Al-doped TiO2 Photoanode for Dye-Sensitized Solar Cells
Fuzhi Huang A B , Yi-Bing Cheng B and Rachel A. Caruso A C DA PFPC, School of Chemistry, The University of Melbourne, Melbourne, Vic. 3010, Australia.
B Department of Materials Engineering, Monash University, Melbourne, Vic. 3800, Australia.
C CSIRO Materials Science and Engineering, Private Bag 33, Clayton South, Vic. 3169, Australia.
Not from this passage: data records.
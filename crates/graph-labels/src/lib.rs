//! Labels attached to subgraphs, and the label matchers federated graphs use to select them.
//!
//! A subgraph carries an unordered [`LabelSet`]. A federated graph carries a [`MatcherSet`]: a
//! sequence of [`LabelMatcher`]s, each of them a comma separated list of labels. A subgraph
//! belongs to a federated graph when every matcher of the set has at least one of its labels
//! present on the subgraph. See [`satisfies`] for the exact rules, including the empty matcher
//! set case.

mod error;
mod label;
mod matcher;
mod matching;

pub use self::{
    error::LabelError,
    label::{Label, LabelSet},
    matcher::{LabelMatcher, MatcherSet},
    matching::{MatcherUpdate, label_matchers_changed, matcher_sets_equal, membership, satisfies},
};
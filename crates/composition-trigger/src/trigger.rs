//! Membership recomputation and dirty tracking, on an in-memory snapshot of a namespace.
//!
//! A [`Mutation`] collects the events of one request. Each `on_*` handler updates the snapshot
//! and returns the federated graphs the event made dirty; the mutation keeps the union, so a
//! graph dirtied several times in one request is composed once.

use std::collections::BTreeSet;

use graph_labels::{LabelSet, MatcherSet, MatcherUpdate, label_matchers_changed, membership, satisfies};

use crate::{
    Error,
    records::{FederatedGraphRecord, NamespaceSnapshot, SubgraphRecord},
};

/// Federated graph names.
pub type DirtyGraphs = BTreeSet<String>;

/// A requested change of the label matchers of a federated graph.
#[derive(Clone, Debug, Default, PartialEq)]
pub struct MatchersChange {
    pub label_matchers: MatcherSet,
    /// Clear the matchers. `label_matchers` is ignored when set.
    pub unset_label_matchers: bool,
}

pub struct Mutation<'a> {
    snapshot: &'a mut NamespaceSnapshot,
    dirty: DirtyGraphs,
    saved_subgraphs: BTreeSet<String>,
    deleted_subgraphs: BTreeSet<String>,
    saved_graphs: BTreeSet<String>,
}

/// What a finished [`Mutation`] needs persisted and composed.
#[derive(Debug, Default, PartialEq)]
pub struct MutationPlan {
    pub dirty: DirtyGraphs,
    pub saved_subgraphs: BTreeSet<String>,
    pub deleted_subgraphs: BTreeSet<String>,
    pub saved_graphs: BTreeSet<String>,
}

impl<'a> Mutation<'a> {
    pub fn new(snapshot: &'a mut NamespaceSnapshot) -> Self {
        Mutation {
            snapshot,
            dirty: DirtyGraphs::new(),
            saved_subgraphs: BTreeSet::new(),
            deleted_subgraphs: BTreeSet::new(),
            saved_graphs: BTreeSet::new(),
        }
    }

    pub fn snapshot(&self) -> &NamespaceSnapshot {
        self.snapshot
    }

    pub fn dirty(&self) -> &DirtyGraphs {
        &self.dirty
    }

    pub fn finish(self) -> MutationPlan {
        MutationPlan {
            dirty: self.dirty,
            saved_subgraphs: self.saved_subgraphs,
            deleted_subgraphs: self.deleted_subgraphs,
            saved_graphs: self.saved_graphs,
        }
    }

    /// Register a new federated graph and compute its members. It is only dirty if it has any.
    pub fn on_federated_graph_created(&mut self, mut graph: FederatedGraphRecord) -> Result<DirtyGraphs, Error> {
        if self.snapshot.federated_graphs.contains_key(&graph.name) {
            return Err(Error::FederatedGraphAlreadyExists {
                namespace: self.snapshot.namespace.clone(),
                name: graph.name,
            });
        }

        graph.members = self.members_for(&graph.label_matchers);

        let mut dirty = DirtyGraphs::new();
        if !graph.members.is_empty() {
            dirty.insert(graph.name.clone());
        }

        tracing::debug!(
            namespace = %self.snapshot.namespace,
            federated_graph = %graph.name,
            members = graph.members.len(),
            "federated graph created"
        );

        self.saved_graphs.insert(graph.name.clone());
        self.snapshot.federated_graphs.insert(graph.name.clone(), graph);

        Ok(self.mark_dirty(dirty))
    }

    /// Register a new subgraph. It joins every graph it matches, but without a schema there is
    /// nothing to compose yet, so no graph becomes dirty.
    pub fn on_subgraph_created(&mut self, subgraph: SubgraphRecord) -> Result<DirtyGraphs, Error> {
        if self.snapshot.subgraphs.contains_key(&subgraph.name) {
            return Err(Error::SubgraphAlreadyExists {
                namespace: self.snapshot.namespace.clone(),
                name: subgraph.name,
            });
        }

        for graph in self.snapshot.federated_graphs.values_mut() {
            if satisfies(&subgraph.labels, &graph.label_matchers) && graph.members.insert(subgraph.name.clone()) {
                self.saved_graphs.insert(graph.name.clone());
            }
        }

        tracing::debug!(
            namespace = %self.snapshot.namespace,
            subgraph = %subgraph.name,
            "subgraph created"
        );

        self.saved_subgraphs.insert(subgraph.name.clone());
        self.snapshot.subgraphs.insert(subgraph.name.clone(), subgraph);

        Ok(DirtyGraphs::new())
    }

    /// Replace the labels of a subgraph. Every graph of the namespace is checked, and the ones
    /// the subgraph joins or leaves become dirty.
    pub fn on_subgraph_labels_changed(&mut self, subgraph_name: &str, labels: LabelSet) -> Result<DirtyGraphs, Error> {
        let namespace = &self.snapshot.namespace;

        let Some(subgraph) = self.snapshot.subgraphs.get_mut(subgraph_name) else {
            return Err(Error::SubgraphNotFound {
                namespace: namespace.clone(),
                name: subgraph_name.to_owned(),
            });
        };

        let mut dirty = DirtyGraphs::new();

        for graph in self.snapshot.federated_graphs.values_mut() {
            let was_member = graph.members.contains(subgraph_name);
            let is_member = satisfies(&labels, &graph.label_matchers);

            if was_member == is_member {
                continue;
            }

            if is_member {
                graph.members.insert(subgraph_name.to_owned());
            } else {
                graph.members.remove(subgraph_name);
            }

            tracing::debug!(
                namespace = %namespace,
                subgraph = %subgraph_name,
                federated_graph = %graph.name,
                joined = is_member,
                "subgraph membership changed"
            );

            self.saved_graphs.insert(graph.name.clone());
            dirty.insert(graph.name.clone());
        }

        subgraph.labels = labels;
        self.saved_subgraphs.insert(subgraph_name.to_owned());

        Ok(self.mark_dirty(dirty))
    }

    /// Apply a matcher change to a federated graph. A change that does not alter the matchers
    /// leaves the graph untouched; any other recomputes its members from scratch.
    pub fn on_matchers_changed(&mut self, graph_name: &str, change: MatchersChange) -> Result<DirtyGraphs, Error> {
        let Some(graph) = self.snapshot.federated_graphs.get(graph_name) else {
            return Err(Error::FederatedGraphNotFound {
                namespace: self.snapshot.namespace.clone(),
                name: graph_name.to_owned(),
            });
        };

        let changed = label_matchers_changed(MatcherUpdate {
            current: &graph.label_matchers,
            new: &change.label_matchers,
            unset: change.unset_label_matchers,
            is_contract: graph.is_contract,
        });

        if !changed {
            tracing::debug!(
                namespace = %self.snapshot.namespace,
                federated_graph = %graph_name,
                "label matchers unchanged"
            );
            return Ok(DirtyGraphs::new());
        }

        let label_matchers = if change.unset_label_matchers {
            MatcherSet::default()
        } else {
            change.label_matchers
        };

        let members = self.members_for(&label_matchers);

        let Some(graph) = self.snapshot.federated_graphs.get_mut(graph_name) else {
            return Ok(DirtyGraphs::new());
        };

        tracing::debug!(
            namespace = %self.snapshot.namespace,
            federated_graph = %graph_name,
            members = members.len(),
            "label matchers changed"
        );

        graph.label_matchers = label_matchers;
        graph.members = members;
        self.saved_graphs.insert(graph_name.to_owned());

        Ok(self.mark_dirty(DirtyGraphs::from([graph_name.to_owned()])))
    }

    /// A new schema was published for a subgraph: every graph it is a member of is dirty.
    pub fn on_schema_published(&mut self, subgraph_name: &str, schema: String) -> Result<DirtyGraphs, Error> {
        let Some(subgraph) = self.snapshot.subgraphs.get_mut(subgraph_name) else {
            return Err(Error::SubgraphNotFound {
                namespace: self.snapshot.namespace.clone(),
                name: subgraph_name.to_owned(),
            });
        };

        subgraph.schema = Some(schema);
        self.saved_subgraphs.insert(subgraph_name.to_owned());

        let dirty = self.graphs_containing(subgraph_name);

        tracing::debug!(
            namespace = %self.snapshot.namespace,
            subgraph = %subgraph_name,
            federated_graphs = dirty.len(),
            "subgraph schema published"
        );

        Ok(self.mark_dirty(dirty))
    }

    /// Remove a subgraph from the namespace and from every graph it was a member of.
    pub fn on_subgraph_deleted(&mut self, subgraph_name: &str) -> Result<DirtyGraphs, Error> {
        if self.snapshot.subgraphs.remove(subgraph_name).is_none() {
            return Err(Error::SubgraphNotFound {
                namespace: self.snapshot.namespace.clone(),
                name: subgraph_name.to_owned(),
            });
        }

        let dirty = self.graphs_containing(subgraph_name);

        for graph_name in &dirty {
            if let Some(graph) = self.snapshot.federated_graphs.get_mut(graph_name) {
                graph.members.remove(subgraph_name);
            }
        }

        tracing::debug!(
            namespace = %self.snapshot.namespace,
            subgraph = %subgraph_name,
            federated_graphs = dirty.len(),
            "subgraph deleted"
        );

        self.saved_subgraphs.remove(subgraph_name);
        self.deleted_subgraphs.insert(subgraph_name.to_owned());
        self.saved_graphs.extend(dirty.iter().cloned());

        Ok(self.mark_dirty(dirty))
    }

    fn members_for(&self, label_matchers: &MatcherSet) -> BTreeSet<String> {
        membership(
            self.snapshot
                .subgraphs
                .values()
                .map(|subgraph| (subgraph.name.as_str(), &subgraph.labels)),
            label_matchers,
        )
    }

    fn graphs_containing(&self, subgraph_name: &str) -> DirtyGraphs {
        self.snapshot
            .federated_graphs
            .values()
            .filter(|graph| graph.members.contains(subgraph_name))
            .map(|graph| graph.name.clone())
            .collect()
    }

    fn mark_dirty(&mut self, dirty: DirtyGraphs) -> DirtyGraphs {
        self.dirty.extend(dirty.iter().cloned());
        dirty
    }
}
//! Keeps the membership of federated graphs in sync with the labels of their subgraphs, and
//! recomposes a federated graph whenever its membership or the schema of one of its members
//! changes.
//!
//! Persistence and schema composition are behind the [`GraphStore`] and [`Composer`] seams; the
//! [`Coordinator`] drives them.

mod composer;
mod config;
mod coordinator;
mod error;
mod records;
mod requests;
mod store;
mod trigger;

pub use composer::{ComposeOutput, Composer, CompositionInput, SubgraphInput};
pub use config::{CompositionConfig, Config};
pub use coordinator::Coordinator;
pub use error::{Error, StoreError, StoreResult};
pub use graph_labels::{Label, LabelError, LabelMatcher, LabelSet, MatcherSet, MatcherUpdate};
pub use records::{
    CompositionRecord, CompositionStatus, EMPTY_MEMBERSHIP_ERROR, FederatedGraphRecord, MISSING_SCHEMA_ERROR,
    NamespaceSnapshot, SubgraphRecord,
};
pub use requests::{
    CreateFederatedGraph, CreateSubgraph, DeleteSubgraph, MutationOutcome, PublishSubgraph, UpdateFederatedGraph,
    UpdateSubgraph,
};
pub use store::{GraphStore, GraphStoreInner, InMemoryGraphStore};
pub use trigger::{DirtyGraphs, MatchersChange, Mutation, MutationPlan};

/// Whether a subgraph with `labels` belongs to a federated graph with `matchers`.
pub fn compute_membership(labels: &LabelSet, matchers: &MatcherSet) -> bool {
    graph_labels::satisfies(labels, matchers)
}

/// Whether a matcher update needs the membership of the federated graph recomputed.
pub fn matchers_changed(update: MatcherUpdate<'_>) -> bool {
    graph_labels::label_matchers_changed(update)
}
D Corresponding author. Email: rcaruso@unimelb.edu.au
Associate Professor Rachel A. Caruso is currently an ARC Future Fellow with research groups in the School of Chemistry, The University of Melbourne and the division of Materials Science and Engineering, CSIRO. The focus of her research is the synthesis, characterization, and application of highly porous materials. Rachel completed her PhD at The University of Melbourne and worked as a postdoctoral fellow and then group leader in Germany before returning to Australia. |
Australian Journal of Chemistry 64(6) 820-824 https://doi.org/10.1071/CH11031
Submitted: 18 January 2011 Accepted: 25 March 2011 Published: 27 June 2011
Abstract
Porous aluminium doped TiO2 was prepared through a sol–gel process in the presence of a template. The doping enlarges the band-gap of the anatase TiO2, which modifies the TiO2 electrical properties. The porous Al/TiO2 films were assembled into dye-sensitized solar cells. A 45 mV enhancement of open-circuit photovoltage and 11% increase of fill factor at 2 wt-% doping concentration, and 8.6% improvement of the overall efficiency at 0.5 wt-% doping concentration were achieved relative to that of a cell containing non-doped TiO2 under the same conditions. This advance is attributed to the increase in conductivity with the Al-doping of the TiO2 electrode.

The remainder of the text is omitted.